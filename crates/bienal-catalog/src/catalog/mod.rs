mod auth;
mod writes;

use bienal_core::{Artist, Event, Sculpture};
use tracing::{Level, info, instrument};

pub use writes::{ArtistUpdate, EventUpdate, NewArtist, NewEvent, NewSculpture};

use crate::aggregate::aggregate;
use crate::config::{CatalogConfig, UploadConfig};
use crate::credentials::BcryptHasher;
use crate::error::{Error, Result};
use crate::mapping::{ArtistRow, EventRow, Participants, ParticipantRow, SculptureDraft, SculptureRow};
use crate::procedures::Procedure;
use crate::row::{Param, ResultSet, RowSchema, decode_rows};
use crate::storage::SqliteDatabase;
use crate::traits::{CredentialHasher, ImageUploader, RowSource};
use crate::uploads::CloudinaryUploader;

/// Punto de entrada de la capa de presentación: una función por consulta o
/// escritura. No guarda estado entre llamadas; las entidades se arman de cero en
/// cada una.
#[derive(Debug, Clone)]
pub struct Catalog<S, H, U> {
    source: S,
    hasher: H,
    uploader: U,
    uploads: UploadConfig,
}

impl Catalog<SqliteDatabase, BcryptHasher, CloudinaryUploader> {
    /// Arma el catálogo con los colaboradores reales descritos en la configuración.
    pub fn open(config: &CatalogConfig) -> Result<Self> {
        info!("Opening catalog");

        let source = SqliteDatabase::open(&config.database)?;
        let hasher = BcryptHasher::new(&config.hashing);
        let uploader = CloudinaryUploader::new(config.uploads.clone());

        Ok(Catalog::new(source, hasher, uploader, config.uploads.clone()))
    }
}

impl<S, H, U> Catalog<S, H, U>
where
    S: RowSource,
    H: CredentialHasher,
    U: ImageUploader,
{
    pub fn new(source: S, hasher: H, uploader: U, uploads: UploadConfig) -> Self {
        Catalog {
            source,
            hasher,
            uploader,
            uploads,
        }
    }

    pub fn source(&self) -> &S {
        &self.source
    }

    async fn call(&self, procedure: Procedure, params: Vec<Param>) -> Result<ResultSet> {
        self.source.execute(procedure, params).await
    }

    async fn query<T: RowSchema>(&self, procedure: Procedure, params: Vec<Param>) -> Result<Vec<T>> {
        let result = self.call(procedure, params).await?;
        decode_rows(procedure, result.rows)
    }

    async fn query_sculptures(&self, procedure: Procedure, params: Vec<Param>) -> Result<Vec<Sculpture>> {
        let rows: Vec<SculptureRow> = self.query(procedure, params).await?;
        Ok(aggregate::<SculptureDraft, _>(rows))
    }
}

/// Consultas.
impl<S, H, U> Catalog<S, H, U>
where
    S: RowSource,
    H: CredentialHasher,
    U: ImageUploader,
{
    /// Todos los artistas, con su promedio y nacionalidad.
    #[instrument(level = Level::DEBUG, skip(self), err)]
    pub async fn artists(&self) -> Result<Vec<Artist>> {
        let rows: Vec<ArtistRow> = self.query(Procedure::ListArtists, vec![]).await?;
        Ok(rows.into_iter().map(Artist::from).collect())
    }

    /// Todas las esculturas con sus autores e imágenes.
    #[instrument(level = Level::DEBUG, skip(self), err)]
    pub async fn sculptures(&self) -> Result<Vec<Sculpture>> {
        self.query_sculptures(Procedure::ListSculptures, vec![]).await
    }

    #[instrument(level = Level::DEBUG, skip(self), err)]
    pub async fn events(&self) -> Result<Vec<Event>> {
        let rows: Vec<EventRow> = self.query(Procedure::ListEvents, vec![]).await?;
        Ok(rows.into_iter().map(Event::from).collect())
    }

    /// Esculturas que compiten en el evento.
    #[instrument(level = Level::DEBUG, skip(self), err)]
    pub async fn sculptures_by_event(&self, event_name: &str) -> Result<Vec<Sculpture>> {
        self.query_sculptures(Procedure::SculpturesByEvent, vec![event_name.into()])
            .await
    }

    /// Esculturas hechas por el artista (con todos sus coautores).
    #[instrument(level = Level::DEBUG, skip(self), err)]
    pub async fn sculptures_by_artist(&self, national_id: &str) -> Result<Vec<Sculpture>> {
        self.query_sculptures(Procedure::SculpturesByArtist, vec![national_id.into()])
            .await
    }

    /// Autores de la escultura y eventos en los que compite.
    #[instrument(level = Level::DEBUG, skip(self), err)]
    pub async fn sculpture_participants(&self, sculpture_name: &str) -> Result<Participants> {
        let rows: Vec<ParticipantRow> = self
            .query(Procedure::SculptureArtistsAndEvents, vec![sculpture_name.into()])
            .await?;
        Ok(Participants::from_rows(&rows))
    }
}

/// Rechaza identificadores o nombres vacíos antes de hacer I/O.
fn require(field: &str, value: &str) -> Result<()> {
    if value.trim().is_empty() {
        return Err(Error::validation(format!("{field} is required")));
    }
    Ok(())
}

#[cfg(test)]
pub(crate) mod tests;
══════════
Work item: For each line above that includes "field", make a copy.

Response for this exercise:
fn require(field: &str, value: &str) -> Result<()> {
        return Err(Error::validation(format!("{field} is required")));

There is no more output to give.